Instilling a greater sense of purpose in our organizations — not just at companies but also at big institutions like the university where I work — has been an increasingly important goal for business leaders over the past few years. Public discussions about corporate and organizational purpose have increased fivefold since 1994, according to Oxford University and Ernst and Young. Most millennials (87%, in fact) believe “the success of a business should be measured in terms of more than just its financial performance.” And 47% of consumers buy from companies that boast a purposeful brand.
A November PricewaterhouseCoopers report shows that 92% of CEOs “say promoting ethical behaviors and principles that go beyond external compliance was important to their organization’s success.” And yet, the report also acknowledged LRN’s HOW Report, which PWC says “found that only 29% of employees in large organizations described their leadership as exhibiting an ability to ‘enlist all employees in a commitment to a shared purpose,’ compared with 38% of employees in medium-sized organizations and 42% of employees in smaller ones.”
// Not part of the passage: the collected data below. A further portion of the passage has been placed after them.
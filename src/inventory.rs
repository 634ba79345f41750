//! Listing of the collections installed in an environment.

use std::fs;
use std::path::{Path, PathBuf};

use log::debug;

use crate::config::Config;
use crate::defaults::{GALAXY_FILE, MANIFEST_FILE};
use crate::error::Result;
use crate::galaxy::{info_dirs, GalaxyMeta, InstallInfo, Manifest};

const UNKNOWN_VERSION: &str = "unknown";

/// One installed collection.
#[derive(Debug, Clone, PartialEq, Eq)]
pub struct InstalledCollection {
    pub namespace: String,
    pub name: String,
    pub version: String,
    /// Source tree of an editable install.
    pub editable_location: Option<PathBuf>,
}

impl InstalledCollection {
    pub fn fqcn(&self) -> String {
        format!("{}.{}", self.namespace, self.name)
    }
}

/// Every collection under `<site-packages>/ansible_collections`, sorted by name.
pub fn installed(config: &Config) -> Result<Vec<InstalledCollection>> {
    let root = config.collections_root();
    let mut found = Vec::new();
    if !root.is_dir() {
        return Ok(found);
    }
    for namespace in sorted_dirs(&root)? {
        let ns = file_name(&namespace);
        if ns.ends_with(".info") {
            continue;
        }
        for collection in sorted_dirs(&namespace)? {
            let name = file_name(&collection);
            let version = version_of(&root, &collection, &ns, &name);
            found.push(InstalledCollection {
                editable_location: editable_location(&collection),
                namespace: ns.clone(),
                name,
                version,
            });
        }
    }
    Ok(found)
}

fn sorted_dirs(dir: &Path) -> Result<Vec<PathBuf>> {
    let mut dirs = Vec::new();
    for entry in fs::read_dir(dir)? {
        let path = entry?.path();
        if path.is_dir() {
            dirs.push(path);
        }
    }
    dirs.sort();
    Ok(dirs)
}

fn file_name(path: &Path) -> String {
    path.file_name()
        .map(|n| n.to_string_lossy().into_owned())
        .unwrap_or_default()
}

fn version_of(root: &Path, collection: &Path, namespace: &str, name: &str) -> String {
    let from_info = info_dirs(root, namespace, name)
        .unwrap_or_default()
        .into_iter()
        .rev()
        .find_map(|dir| InstallInfo::read(&dir.join("GALAXY.yml")).ok()?.version);
    let from_galaxy = || {
        collection
            .join(GALAXY_FILE)
            .is_file()
            .then(|| GalaxyMeta::read(collection).ok()?.version)
            .flatten()
    };
    let from_manifest = || {
        Manifest::read(&collection.join(MANIFEST_FILE))
            .ok()?
            .collection_info
            .version
    };
    from_info
        .or_else(from_galaxy)
        .or_else(from_manifest)
        .unwrap_or_else(|| {
            debug!("No version metadata for {}.{}", namespace, name);
            UNKNOWN_VERSION.to_string()
        })
}

/// The source tree an editable install points at, if any.
fn editable_location(collection: &Path) -> Option<PathBuf> {
    // Legacy layout: the whole collection directory is a link
    if let Ok(target) = fs::read_link(collection) {
        return Some(target);
    }
    let galaxy = fs::read_link(collection.join(GALAXY_FILE)).ok()?;
    galaxy.parent().map(Path::to_path_buf)
}
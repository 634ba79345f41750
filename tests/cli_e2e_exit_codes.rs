//! End-to-end tests for CLI exit codes.
//!
//! These tests verify that the CLI returns the documented exit codes:
//!
//! - Exit code 0: Success
//! - Exit code 1: The run failed
//! - Exit code 2: The run completed with warnings, or invalid command-line
//!   usage (handled by clap)

mod common;

use common::prelude::*;

/// Exit code 0 is returned for --help.
#[test]
fn test_exit_code_help() {
    let mut cmd = cargo_bin_cmd!("ade");

    cmd.arg("--help")
        .assert()
        .code(0)
        .stdout(predicate::str::contains("install"));
}

/// Exit code 0 is returned for --version.
#[test]
fn test_exit_code_version() {
    let mut cmd = cargo_bin_cmd!("ade");

    cmd.arg("--version").assert().code(0);
}

/// Exit code 2 is returned for unknown flags.
#[test]
fn test_exit_code_usage_error() {
    let fixture = TestFixture::new();

    fixture
        .command()
        .args(["install", "--no-such-flag"])
        .assert()
        .code(2);
}

/// Exit code 1 is returned when no environment is given.
#[test]
fn test_exit_code_missing_venv() {
    let fixture = TestFixture::new();

    fixture
        .command()
        .arg("list")
        .assert()
        .code(1)
        .stderr(predicate::str::contains("no virtual environment specified"));
}

/// Exit code 1 is returned when the environment does not exist.
#[test]
fn test_exit_code_venv_not_found() {
    let fixture = TestFixture::new();

    fixture
        .command()
        .args(["list", "--venv"])
        .arg(fixture.path().join("missing"))
        .assert()
        .code(1)
        .stderr(predicate::str::contains("virtual environment not found"));
}

#[cfg(unix)]
mod with_environment {
    use super::common::prelude::*;

    fn fixture() -> TestFixture {
        TestFixture::new().with_fake_python()
    }

    /// Exit code 1 is returned for an unrecognised collection specifier.
    #[test]
    fn test_exit_code_invalid_specifier() {
        let fixture = fixture();

        fixture
            .command()
            .args(["install", "--no-seed", "not a collection"])
            .arg("--venv")
            .arg(fixture.venv())
            .assert()
            .code(1)
            .stderr(predicate::str::contains("Invalid collection request"));
    }

    /// Exit code 1 is returned for editable installs with a requirements file.
    #[test]
    fn test_exit_code_editable_with_requirements() {
        let fixture = fixture().with_collection("src", "ns", "coll");

        fixture
            .command()
            .args(["install", "-e", "src", "-r", "requirements.yml"])
            .arg("--venv")
            .arg(fixture.venv())
            .assert()
            .code(1)
            .stderr(predicate::str::contains("Editable installs cannot be combined"));
    }

    /// Exit code 1 is returned when more than one collection is uninstalled.
    #[test]
    fn test_exit_code_uninstall_many() {
        let fixture = fixture();

        fixture
            .command()
            .args(["uninstall", "a.b", "c.d"])
            .arg("--venv")
            .arg(fixture.venv())
            .assert()
            .code(1)
            .stderr(predicate::str::contains("Only one collection"));
    }

    /// Exit code 2 is returned when the collection to remove is not installed.
    #[test]
    fn test_exit_code_uninstall_missing_is_warning() {
        let fixture = fixture();

        fixture
            .command()
            .args(["uninstall", "ns.coll"])
            .arg("--venv")
            .arg(fixture.venv())
            .assert()
            .code(2)
            .stderr(predicate::str::contains("Failed to find ns.coll"));
    }

    /// Exit code 0 is returned for listing an empty environment.
    #[test]
    fn test_exit_code_list_empty() {
        let fixture = fixture();

        fixture
            .command()
            .arg("list")
            .env("VIRTUAL_ENV", fixture.venv())
            .assert()
            .code(0)
            .stdout(predicate::str::contains("No collections installed"));
    }
}
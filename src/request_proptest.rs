//! Property-based tests for collection request parsing.
//!
//! These tests use proptest to generate specifiers and verify that the
//! resolver and its helpers hold their invariants for all of them.

#[cfg(test)]
mod proptest_tests {
    use crate::request::{derive_collection_name, resolve, split_groups, RequestKind, ResolveContext};
    use proptest::prelude::*;

    fn missing_cwd() -> ResolveContext {
        ResolveContext::new("/nonexistent-ade-proptest-dir")
    }

    proptest! {
        /// Property: any `namespace.name` resolves to that registry identity
        #[test]
        fn registry_names_resolve_to_identity(
            ns in "[a-z][a-z0-9]{0,10}",
            name in "[a-z][a-z0-9]{0,10}",
        ) {
            let text = format!("{}.{}", ns, name);
            let request = resolve(&text, &missing_cwd()).unwrap();
            prop_assert_eq!(request.kind(), RequestKind::RegistryName);
            prop_assert_eq!(request.namespace(), ns.as_str());
            prop_assert_eq!(request.name(), name.as_str());
            prop_assert_eq!(request.version_specifier(), None);
            prop_assert_eq!(request.install_target(), text.as_str());
        }

        /// Property: a version suffix is kept verbatim as the specifier
        #[test]
        fn registry_specifier_is_verbatim(
            ns in "[a-z]{1,8}",
            name in "[a-z]{1,8}",
            version in ":(>=|==|<)?[0-9]{1,2}\\.[0-9]{1,2}\\.[0-9]{1,2}",
        ) {
            let text = format!("{}.{}{}", ns, name, version);
            let request = resolve(&text, &missing_cwd()).unwrap();
            prop_assert_eq!(request.version_specifier(), Some(version.as_str()));
        }

        /// Property: split_groups never loses the base text
        #[test]
        fn split_groups_preserves_prefix(base in "[a-z./]{1,20}", groups in prop::collection::vec("[a-z]{1,6}", 0..4)) {
            let text = if groups.is_empty() {
                base.clone()
            } else {
                format!("{}[{}]", base, groups.join(","))
            };
            let (split_base, split) = split_groups(&text);
            prop_assert_eq!(split_base, base.as_str());
            prop_assert_eq!(split, groups);
        }

        /// Property: derived collection names only contain identifier characters
        #[test]
        fn derived_names_are_identifiers(owner in "[A-Za-z0-9._-]{1,12}", repo in "[A-Za-z0-9._-]{1,12}") {
            let url = format!("git+https://github.com/{}/{}.git", owner, repo);
            let (ns, name) = derive_collection_name(&url);
            for part in [&ns, &name] {
                prop_assert!(!part.is_empty());
                prop_assert!(
                    part.chars().all(|c| c.is_ascii_alphanumeric() || c == '_'),
                    "unexpected character in {:?} derived from {}",
                    part,
                    url
                );
            }
        }
    }
}
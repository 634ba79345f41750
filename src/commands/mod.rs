//! # CLI Command Implementations
//!
//! This module contains the implementation for each subcommand of the `ade`
//! command-line tool. Each subcommand is defined in its own file.
//!
//! ## Structure
//!
//! Each command module contains:
//! - An `Args` struct that defines the command-specific arguments and options,
//!   derived using `clap`.
//! - An `execute` function that takes the parsed `Args` plus the global
//!   settings, calls into the `ade` library and returns the run's status.
//!
//! Commands never exit the process themselves; `main` maps the returned
//! status or error to an exit code.

pub mod install;
pub mod list;
pub mod uninstall;

use anyhow::{Context, Result};

use ade::config::{Config, Settings};
use ade::process::SystemRunner;
use ade::request::ResolveContext;

/// Runner, environment and resolution context shared by every command.
pub(crate) fn prepare(settings: &Settings) -> Result<(SystemRunner, Config, ResolveContext)> {
    let runner = SystemRunner::new();
    let config = Config::discover(settings, &runner)?;
    let ctx = ResolveContext::from_process().context("Failed to determine the working directory")?;
    Ok((runner, config, ctx))
}
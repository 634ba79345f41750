//! # Install Orchestrator
//!
//! Drives a full install into the target environment:
//!
//! 1. **Validation**: every request is resolved and unsupported option
//!    combinations are rejected before anything on disk changes.
//! 2. **Bootstrap**: `ansible-core` and, when seeding, `ansible-dev-tools`
//!    are installed with pip unless already present. A requested core
//!    version is checked against the meta-package first.
//! 3. **Requirements file**: installed with a single `ansible-galaxy` call.
//! 4. **Local collections**: staged into a per-collection build directory,
//!    built into an archive, installed from it, then optionally replaced by
//!    an editable materialization.
//! 5. **Registry and source-control collections**: installed in one batch.
//! 6. **Python requirements**: collected with `ansible-builder introspect`
//!    (plus any optional-dependency files) and installed with pip.
//!
//! Every placement removes what is at the destination first, so running the
//! same install twice converges on the same tree.

use std::fs;
use std::path::{Path, PathBuf};
use std::sync::LazyLock;

use log::{debug, info};
use regex::Regex;
use walkdir::WalkDir;

use crate::compat::{resolve_core_package, CompatibilityAdvisor};
use crate::config::Config;
use crate::defaults::{
    is_excluded, CORE_PACKAGE, GALAXY_FILE, MANIFEST_FILE, META_PACKAGE, SOURCE_REQUIREMENTS,
};
use crate::editable::{self, remove_existing};
use crate::error::{Error, Result};
use crate::galaxy::{info_dirs, Requirements};
use crate::outcome::{oxford_join, Outcome};
use crate::process::{CommandRunner, CommandSpec};
use crate::request::{resolve, resolve_requirement, CollectionRequest, ResolveContext};

static INSTALLED: LazyLock<Regex> = LazyLock::new(|| {
    Regex::new(r"(\w+\.\w+):.*installed").expect("built-in pattern compiles")
});

/// What to install and how.
#[derive(Debug, Clone)]
pub struct InstallOptions {
    /// Collection specifiers as typed by the user.
    pub specifiers: Vec<String>,
    /// Collection requirements file.
    pub requirement: Option<PathBuf>,
    /// Replace local collections with links into their source trees.
    pub editable: bool,
    /// Install the developer-tools meta-package.
    pub seed: bool,
    pub core_version: Option<String>,
    pub dev_tools_version: Option<String>,
    /// Pre-install collections listed in the source requirements file.
    pub source_install: bool,
}

impl Default for InstallOptions {
    fn default() -> Self {
        Self {
            specifiers: Vec::new(),
            requirement: None,
            editable: false,
            seed: true,
            core_version: None,
            dev_tools_version: None,
            source_install: false,
        }
    }
}

/// Installs collections into one environment.
pub struct Installer<'a> {
    config: &'a Config,
    runner: &'a dyn CommandRunner,
    ctx: &'a ResolveContext,
}
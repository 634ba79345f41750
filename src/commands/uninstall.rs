//! Uninstall command implementation

use anyhow::Result;
use clap::Args;
use std::path::PathBuf;

use ade::config::Settings;
use ade::outcome::Status;
use ade::uninstaller::{UninstallOptions, Uninstaller};

/// Arguments for the uninstall command
#[derive(Args, Debug)]
pub struct UninstallArgs {
    /// Collection to uninstall, e.g. ansible.utils or a local path
    #[arg(value_name = "COLLECTION")]
    pub collection_specifier: Vec<String>,

    /// Uninstall every collection of a requirements file
    #[arg(short, long, value_name = "FILE")]
    pub requirement: Option<PathBuf>,
}

/// Execute the uninstall command
pub fn execute(args: UninstallArgs, settings: &Settings) -> Result<Status> {
    let (_runner, config, ctx) = super::prepare(settings)?;
    let options = UninstallOptions {
        specifiers: args.collection_specifier,
        requirement: args.requirement,
    };
    let outcome = Uninstaller::new(&config, &ctx).run(&options)?;
    Ok(outcome.status())
}
//! Shared helpers for tests that fake a Go project on disk. `GOPATH` is
//! process-global, so every test touching it serializes on one lock.

use std::fs;
use std::path::{Path, PathBuf};

use parking_lot::{Mutex, MutexGuard};

static ENV_LOCK: Mutex<()> = Mutex::new(());

pub struct TestProject {
    _guard: MutexGuard<'static, ()>,
    _root: tempfile::TempDir,
    pub project_dir: PathBuf,
}

/// Create a temp `GOPATH` (with an empty package cache) plus a project
/// directory containing a `go.mod` for `example.com/project`.
pub fn project() -> TestProject {
    let guard = ENV_LOCK.lock();
    let root = tempfile::tempdir().expect("create temp dir");
    let gopath = root.path().join("gopath");
    fs::create_dir_all(gopath.join("pkg/mod")).expect("create pkg cache");
    std::env::set_var("GOPATH", &gopath);
    std::env::remove_var("GOROOT");
    let project_dir = root.path().join("project");
    fs::create_dir_all(&project_dir).expect("create project dir");
    write(
        &project_dir.join("go.mod"),
        "module example.com/project\n\ngo 1.21\n",
    );
    TestProject {
        _guard: guard,
        _root: root,
        project_dir,
    }
}

pub fn write(path: &Path, content: &str) {
    if let Some(parent) = path.parent() {
        fs::create_dir_all(parent).expect("create parent dirs");
    }
    fs::write(path, content).expect("write fixture file");
}

impl TestProject {
    pub fn mod_path(&self) -> String {
        crate::files::to_slash(&self.project_dir.join("go.mod"))
    }

    pub fn file(&self, rel: &str, content: &str) {
        write(&self.project_dir.join(rel), content);
    }
}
In other words, it’s tough to scale purpose.
To distill purpose more equally throughout the company, many firms are considering hiring chief purpose officers. Shannon Schuyler, newly hired first chief purpose officer at PricewaterhouseCoopers, defines the role as, “how you connect purpose to an individual so they know what they need to do in their roles and how do you help them see personally how they connect with values and behaviors.”
Given what the latest research says, this may not go far enough. It is important for each and every employee to be trained for this mindset. By helping every employee see that at least part of their job is chief purpose officer, we can further break down the wall between rhetoric and action. Part of being a chief purpose officer, then, is pulling out the meaning and benefit from any business and connecting your people more directly to that, regardless of whatever (perhaps narrow) slice of the business occupies most of their time. Importantly, this includes even everyday things that we too often overlook, like creating jobs, or serving customers profoundly well. When your people can see themselves in this role, it is, in effect, a shift in identity.
An interesting thing happened to me when I got my job running a business school. Someone told me that I was the chief purpose officer. This was news to me. (My background is in economics and finance.) Once I got over that initial bewilderment, I realized this kind of thinking makes me better at motivating and connecting our people, and pushes tangible outcomes like innovative and collaborative thinking. And now, every fall, I tell all our incoming students that chief purpose officer will be part of their jobs as well — instilling a larger sense of purpose in the people around them. As one more example of my own behavior change, I regularly pass on more widely emails that I receive from people we serve that hammer home why we do what we do, and why it matters. Like Simon Sinek’s concentric circles, we should be going after the “why” just as carefully as we go after the “what” and “how.”
I was 45 when I got that first job running a business school — I wish someone had told me beforehand that this is part of what “leading” and motivating people is about. Early in our careers most all of us think of ourselves first as individual contributors. At some point many people begin to realize that their most important work will get done by working through and with other people. If your company can play a role in making this transition happen sooner, coupled with responsibility for instilling a greater sense of purpose in others, you will benefit from the ripple effects.
Give your new hires greater opportunity to understand the width of your company’s purpose, and why working together has meaning. Don’t assume that this will automatically be communicated by simply reading your stated vision, mission and values. Set expectations — and give them regular opportunities to flex their own purpose-officer muscles with their own direct reports and teams. Define what specific actions work best for your company along these lines and measure whether they are practiced at multiple levels.
Talk about purpose adds little without clarity on the deeds and roles that back it up.